Cuando las chicas se disponían a subir las escaleras, Renee las detuvo.
-Bella ¿Por qué no invitan a Rosalie a unírseles? –preguntó viéndome con una sonrisa, me sonrojé. Cuando era pequeña algunas de las madres de mis compañeras las obligaban a ser amables conmigo y a invitarme a sus casas, solo porque sentían pena por mí.
Alice y Bella se observaron, y asintieron con una mueca. Esa era mi señal para irme, era obvio que no querían tenerme ahí, y a mí tampoco me apetecía pasar el tiempo con Alice Cullen y su nueva mejor amiga.
–Es tarde, será mejor que me vaya. –Le di una rápida mirada a la pantalla de mi celular, eran las siete y el orangután aun no aparecía.
–=Siento haberte hecho esperar, pensé que Emmett llegaría antes. –su madre se disculpó, mis mejillas se encendieron aún más. Lo último que quería era que Alice supiera que estaba ahí por él, y peor que el muy idiota me había dejado plantada.
–Tal vez lo olvido. –Le resté importancia, pero por dentro me moría de rabia. Me había dejado esperando como una idiota. –Como sea, no era importante…
Vi de reojo como Alice intentaba ocultar una sonrisa. Y como la madre de Bella me observaba apenada.
–Intenté llamarlo, pero no atiende el celular. –continuó disculpándose.
–No se preocupe, ya tengo que irme… – y sin preocuparme en parecer mal educada salí de ahí echa una bala.

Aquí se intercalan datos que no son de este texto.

//! Input validation for account registration.

use thiserror::Error;

/// Minimum username length.
pub const MIN_USERNAME_LENGTH: usize = 3;

/// Maximum username length.
pub const MAX_USERNAME_LENGTH: usize = 32;

/// Minimum password length.
pub const MIN_PASSWORD_LENGTH: usize = 8;

/// Maximum password length.
pub const MAX_PASSWORD_LENGTH: usize = 128;

/// Validation errors.
#[derive(Error, Debug, Clone, PartialEq, Eq)]
pub enum ValidationError {
    #[error("username must be at least {MIN_USERNAME_LENGTH} characters")]
    UsernameTooShort,

    #[error("username must be at most {MAX_USERNAME_LENGTH} characters")]
    UsernameTooLong,

    #[error("username can only contain letters, digits, '_' and '-'")]
    UsernameInvalidChars,
}

/// Validate a username.
///
/// Usernames are 3-32 ASCII letters, digits, underscores or hyphens.
pub fn validate_username(username: &str) -> Result<(), ValidationError> {
    if username.len() < MIN_USERNAME_LENGTH {
        return Err(ValidationError::UsernameTooShort);
    }
    if username.len() > MAX_USERNAME_LENGTH {
        return Err(ValidationError::UsernameTooLong);
    }
    if !username
        .chars()
        .all(|c| c.is_ascii_alphanumeric() || c == '_' || c == '-')
    {
        return Err(ValidationError::UsernameInvalidChars);
    }
    Ok(())
}
//! Database schema and migrations for Huddle.

/// Database migrations.
///
/// Each migration is a SQL script executed in order. The schema_version
/// table tracks which migrations have been applied.
pub const MIGRATIONS: &[&str] = &[
    // v1: Accounts
    r#"
CREATE TABLE users (
    id          INTEGER PRIMARY KEY AUTOINCREMENT,
    username    TEXT NOT NULL UNIQUE COLLATE NOCASE,
    password    TEXT NOT NULL,           -- Argon2 hash
    created_at  TEXT NOT NULL DEFAULT (datetime('now'))
);
"#,
    // v2: Durable room records
    r#"
CREATE TABLE rooms (
    room_id     TEXT PRIMARY KEY,
    created_by  INTEGER REFERENCES users(id) ON DELETE SET NULL,
    created_at  TEXT NOT NULL DEFAULT (datetime('now'))
);
"#,
];
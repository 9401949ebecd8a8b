//! HTTP Basic authentication.

use std::sync::Arc;

use axum::{
    async_trait,
    extract::FromRequestParts,
    http::{header::AUTHORIZATION, request::Parts},
};
use base64::{engine::general_purpose::STANDARD, Engine};
use tracing::{error, warn};

use crate::auth::Verification;
use crate::web::error::ApiError;
use crate::web::handlers::AppState;

/// Extractor for requests carrying valid Basic credentials.
///
/// Verified against the same account verifier the chat sessions use.
#[derive(Debug, Clone)]
pub struct AuthUser {
    /// Canonical username of the account.
    pub username: String,
}

#[async_trait]
impl FromRequestParts<Arc<AppState>> for AuthUser {
    type Rejection = ApiError;

    async fn from_request_parts(
        parts: &mut Parts,
        state: &Arc<AppState>,
    ) -> Result<Self, Self::Rejection> {
        let (username, password) = parts
            .headers
            .get(AUTHORIZATION)
            .and_then(|value| value.to_str().ok())
            .and_then(parse_basic)
            .ok_or_else(|| ApiError::unauthorized("missing credentials"))?;

        match state.chat.verifier().verify(&username, &password).await {
            Ok(Verification::Valid { username }) => Ok(AuthUser { username }),
            Ok(Verification::Invalid) => {
                warn!("Rejected credentials for {}", username);
                Err(ApiError::unauthorized("incorrect username or password"))
            }
            Err(e) => {
                error!("Account verifier failed: {}", e);
                Err(ApiError::unavailable("account service unavailable"))
            }
        }
    }
}

/// Decode an `Authorization: Basic ...` header value.
fn parse_basic(header: &str) -> Option<(String, String)> {
    let encoded = header.strip_prefix("Basic ")?.trim();
    let decoded = String::from_utf8(STANDARD.decode(encoded).ok()?).ok()?;
    let (username, password) = decoded.split_once(':')?;
    Some((username.to_string(), password.to_string()))
}
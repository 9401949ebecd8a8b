//! End-to-end tests over real WebSockets.

mod common;

use std::time::Duration;

use futures::{SinkExt, StreamExt};
use tokio::time::timeout;
use tokio_tungstenite::connect_async;
use tokio_tungstenite::tungstenite::Message;

use huddle::chat::{codes, ServerFrame};
use huddle::client::{ChatClient, ClientError};
use huddle::Config;

use common::{wait_for_members, TestServer, DEFAULT_TIMEOUT, PASSWORD};

fn test_config() -> Config {
    let mut config = Config::default();
    config.chat.presence_notifications = false;
    config
}

async fn next_frame(client: &mut ChatClient) -> Option<ServerFrame> {
    timeout(DEFAULT_TIMEOUT, client.next_frame())
        .await
        .expect("timed out waiting for a frame")
        .unwrap()
}

#[tokio::test]
async fn test_alice_and_bob_over_websocket() {
    let server = TestServer::start(test_config()).await;
    server.add_user("alice").await;
    server.add_user("bob").await;

    let mut alice = ChatClient::connect(&server.ws_url(), "alice", PASSWORD, "r1")
        .await
        .unwrap();
    assert_eq!(alice.room_id(), "r1");
    assert_eq!(alice.members(), ["alice"]);

    let mut bob = ChatClient::connect(&server.ws_url(), "bob", PASSWORD, "r1")
        .await
        .unwrap();
    assert_eq!(bob.members(), ["alice", "bob"]);

    alice.send("hello").await.unwrap();
    match next_frame(&mut bob).await {
        Some(ServerFrame::Message {
            sender,
            text,
            room_id,
            timestamp,
            ..
        }) => {
            assert_eq!(sender, "alice");
            assert_eq!(text, "hello");
            assert_eq!(room_id, "r1");
            assert!(chrono::DateTime::parse_from_rfc3339(&timestamp).is_ok());
        }
        other => panic!("expected a message, got {other:?}"),
    }

    // Nothing comes back to the sender.
    assert!(timeout(Duration::from_millis(100), alice.next_frame())
        .await
        .is_err());

    bob.close().await.unwrap();
    alice.close().await.unwrap();
}

#[tokio::test]
async fn test_wrong_password_over_websocket() {
    let server = TestServer::start(test_config()).await;
    server.add_user("alice").await;

    let result = ChatClient::connect(&server.ws_url(), "alice", "wrong-password", "r1").await;
    match result {
        Err(ClientError::Rejected { code, .. }) => assert_eq!(code, codes::AUTH_FAILED),
        Err(other) => panic!("unexpected error {other}"),
        Ok(_) => panic!("login with a wrong password succeeded"),
    }
}

#[tokio::test]
async fn test_raw_frames_and_close() {
    let server = TestServer::start(test_config()).await;
    server.add_user("alice").await;

    let (mut ws, _) = connect_async(server.ws_url()).await.unwrap();
    ws.send(Message::text(r#"{"username":"alice","password":"password123"}"#))
        .await
        .unwrap();
    ws.send(Message::text(r#"{"room_id":"raw"}"#)).await.unwrap();

    let reply = timeout(DEFAULT_TIMEOUT, ws.next()).await.unwrap().unwrap().unwrap();
    let value: serde_json::Value = serde_json::from_str(reply.to_text().unwrap()).unwrap();
    assert_eq!(value["type"], "joined");
    assert_eq!(value["room_id"], "raw");
    assert_eq!(value["members"], serde_json::json!(["alice"]));

    ws.close(None).await.unwrap();
}

#[tokio::test]
async fn test_disconnected_peer_leaves_room() {
    let server = TestServer::start(test_config()).await;
    server.add_user("alice").await;
    server.add_user("bob").await;

    let mut alice = ChatClient::connect(&server.ws_url(), "alice", PASSWORD, "r1")
        .await
        .unwrap();
    let bob = ChatClient::connect(&server.ws_url(), "bob", PASSWORD, "r1")
        .await
        .unwrap();

    // Drop the socket without a close handshake.
    drop(bob);
    wait_for_members(server.chat.registry(), "r1", 1).await;

    alice.send("ping").await.unwrap();
    let mut bob_again = ChatClient::connect(&server.ws_url(), "bob", PASSWORD, "r1")
        .await
        .unwrap();
    assert_eq!(bob_again.members(), ["alice", "bob"]);

    alice.send("after").await.unwrap();
    match next_frame(&mut bob_again).await {
        Some(ServerFrame::Message { text, .. }) => assert_eq!(text, "after"),
        other => panic!("expected a message, got {other:?}"),
    }
}

#[tokio::test]
async fn test_connection_limit() {
    let mut config = test_config();
    config.server.max_connections = 1;
    let server = TestServer::start(config).await;
    server.add_user("alice").await;

    let _first = ChatClient::connect(&server.ws_url(), "alice", PASSWORD, "r1")
        .await
        .unwrap();

    let second = connect_async(server.ws_url()).await;
    assert!(second.is_err(), "second connection should be refused");
}

#[tokio::test]
async fn test_unknown_room_when_registration_required() {
    let mut config = test_config();
    config.chat.require_registered_rooms = true;
    let server = TestServer::start(config).await;
    server.add_user("alice").await;

    let result = ChatClient::connect(&server.ws_url(), "alice", PASSWORD, "nowhere").await;
    match result {
        Err(ClientError::Rejected { code, reason }) => {
            assert_eq!(code, codes::JOIN_FAILED);
            assert_eq!(reason, "room nowhere does not exist");
        }
        Err(other) => panic!("unexpected error {other}"),
        Ok(_) => panic!("joined an unregistered room"),
    }

    huddle::db::RoomRepository::new(server.db.pool())
        .create("somewhere", None)
        .await
        .unwrap();
    let client = ChatClient::connect(&server.ws_url(), "alice", PASSWORD, "somewhere")
        .await
        .unwrap();
    assert_eq!(client.room_id(), "somewhere");
}
//! Router configuration.

use axum::{
    routing::{get, post},
    Router,
};
use std::sync::Arc;
use tower::ServiceBuilder;
use tower_http::trace::TraceLayer;

use super::handlers::{create_room, list_rooms, register, AppState};
use super::ws::chat_ws_handler;

/// Create the application router.
pub fn create_router(state: Arc<AppState>) -> Router {
    let api_routes = Router::new()
        .route("/register", post(register))
        .route("/rooms", get(list_rooms).post(create_room));

    Router::new()
        .route("/ws", get(chat_ws_handler))
        .nest("/v1", api_routes)
        .merge(create_health_router())
        .layer(ServiceBuilder::new().layer(TraceLayer::new_for_http()))
        .with_state(state)
}

/// Create a health check router.
pub fn create_health_router<S: Clone + Send + Sync + 'static>() -> Router<S> {
    Router::new().route("/health", get(health_check))
}

/// Health check handler.
async fn health_check() -> &'static str {
    "ok"
}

No era primera vez que me dejaban esperando de esa manera, ya me habían hecho muchas bromas en el pasado, pero el hecho de que fuese él, lo hacía aún más difícil de soportar.

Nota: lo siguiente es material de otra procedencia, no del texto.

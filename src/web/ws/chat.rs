//! Chat WebSocket handler.
//!
//! Adapts an axum [`WebSocket`] to the chat engine's [`Connection`] and
//! hands each upgraded socket to the shared [`ChatService`](crate::chat::ChatService).

use std::sync::Arc;

use async_trait::async_trait;
use axum::{
    extract::{
        ws::{Message, WebSocket},
        State, WebSocketUpgrade,
    },
    response::{IntoResponse, Response},
};
use futures::stream::{SplitSink, SplitStream};
use futures::{SinkExt, StreamExt};
use tracing::{debug, info, warn};

use crate::chat::{Connection, FrameSink, FrameSource, TransportError};
use crate::web::error::ApiError;
use crate::web::handlers::AppState;

/// A WebSocket carrying chat frames.
pub struct WsConnection {
    socket: WebSocket,
}

impl WsConnection {
    pub fn new(socket: WebSocket) -> Self {
        Self { socket }
    }
}

/// Sending half of a [`WsConnection`].
pub struct WsSink {
    inner: SplitSink<WebSocket, Message>,
    closed: bool,
}

/// Receiving half of a [`WsConnection`].
pub struct WsSource {
    inner: SplitStream<WebSocket>,
}

impl Connection for WsConnection {
    type Sink = WsSink;
    type Source = WsSource;

    fn split(self) -> (WsSink, WsSource) {
        let (sender, receiver) = self.socket.split();
        (
            WsSink {
                inner: sender,
                closed: false,
            },
            WsSource { inner: receiver },
        )
    }
}

#[async_trait]
impl FrameSource for WsSource {
    async fn receive(&mut self) -> Result<Option<String>, TransportError> {
        while let Some(msg) = self.inner.next().await {
            match msg {
                Ok(Message::Text(text)) => return Ok(Some(text.to_string())),
                Ok(Message::Close(_)) => return Ok(None),
                Ok(Message::Binary(_)) => debug!("Ignoring binary frame"),
                // Ping/Pong are answered by axum.
                Ok(_) => {}
                Err(e) => return Err(TransportError::Io(e.to_string())),
            }
        }
        Ok(None)
    }
}

#[async_trait]
impl FrameSink for WsSink {
    async fn send(&mut self, payload: String) -> Result<(), TransportError> {
        if self.closed {
            return Err(TransportError::Closed);
        }
        self.inner
            .send(Message::Text(payload.into()))
            .await
            .map_err(|e| TransportError::Io(e.to_string()))
    }

    async fn close(&mut self) {
        if self.closed {
            return;
        }
        self.closed = true;
        if let Err(e) = self.inner.close().await {
            debug!("WebSocket close failed: {}", e);
        }
    }
}

/// WebSocket chat handler.
///
/// GET /ws
///
/// The first two frames carry the credentials and the room id; see
/// [`crate::chat::protocol`]. Refused with 503 once `max_connections`
/// sessions are live.
pub async fn chat_ws_handler(ws: WebSocketUpgrade, State(state): State<Arc<AppState>>) -> Response {
    let permit = match Arc::clone(&state.connections).try_acquire_owned() {
        Ok(permit) => permit,
        Err(_) => {
            warn!("Connection limit reached, refusing chat connection");
            return ApiError::unavailable("too many connections").into_response();
        }
    };

    info!("Chat connection accepted");
    let chat = state.chat.clone();
    ws.on_upgrade(move |socket| async move {
        let _permit = permit;
        if let Err(e) = chat.serve(WsConnection::new(socket)).await {
            debug!("Chat session ended: {}", e);
        }
    })
}
//! API handlers.

pub mod account;
pub mod rooms;

pub use account::*;
pub use rooms::*;

use std::sync::Arc;

use tokio::sync::Semaphore;

use crate::chat::ChatService;
use crate::Database;

/// Shared application state.
#[derive(Clone)]
pub struct AppState {
    /// Account and room records.
    pub db: Database,
    /// Chat engine every WebSocket session is served by.
    pub chat: ChatService,
    /// One permit per live chat connection.
    pub connections: Arc<Semaphore>,
}

impl AppState {
    pub fn new(db: Database, chat: ChatService, max_connections: usize) -> Self {
        Self {
            db,
            chat,
            connections: Arc::new(Semaphore::new(max_connections)),
        }
    }
}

Las lágrimas bañaban mi rostro. Por alguna razón me había dolido que el orangután me dejase plantada, así como así. Por muy idiota y arrogante que fuese, jamás lo pensé capaz de hacerme eso.
Cuando llegué a casa las luces estaban encendidas, y el coche de mi padre ya estaba ahí. Vi por la ventana como estaban viendo la televisión, papá abrazaba a Kate, mientras que Gisele y Pam, reían de alguna cosa. La imagen cayó como un balde de agua fría en mi cabeza.
Sentí esa puntada en mi corazón otra vez, el dolor, la envidia y los celos se estaban haciendo un espacio en él. Me alejé de ahí, necesitaba estar lejos de todo eso. La escena de la familia feliz que estaba teniendo lugar frente a mí me hizo enfermar.
Corrí, corrí lo más rápido que mis piernas me lo permitieron. Tenía que escapar y encontrar un lugar solitario para esconderme y por fin llorar.
Llorar porque por primera vez estaba sintiendo pena de mí misma.
Lamento la tardanza, como siempre. La verdad es que por muchos problemas personales he estado muy desanimada y los ánimos de escribir son inexistentes. Espero que lo entiendan.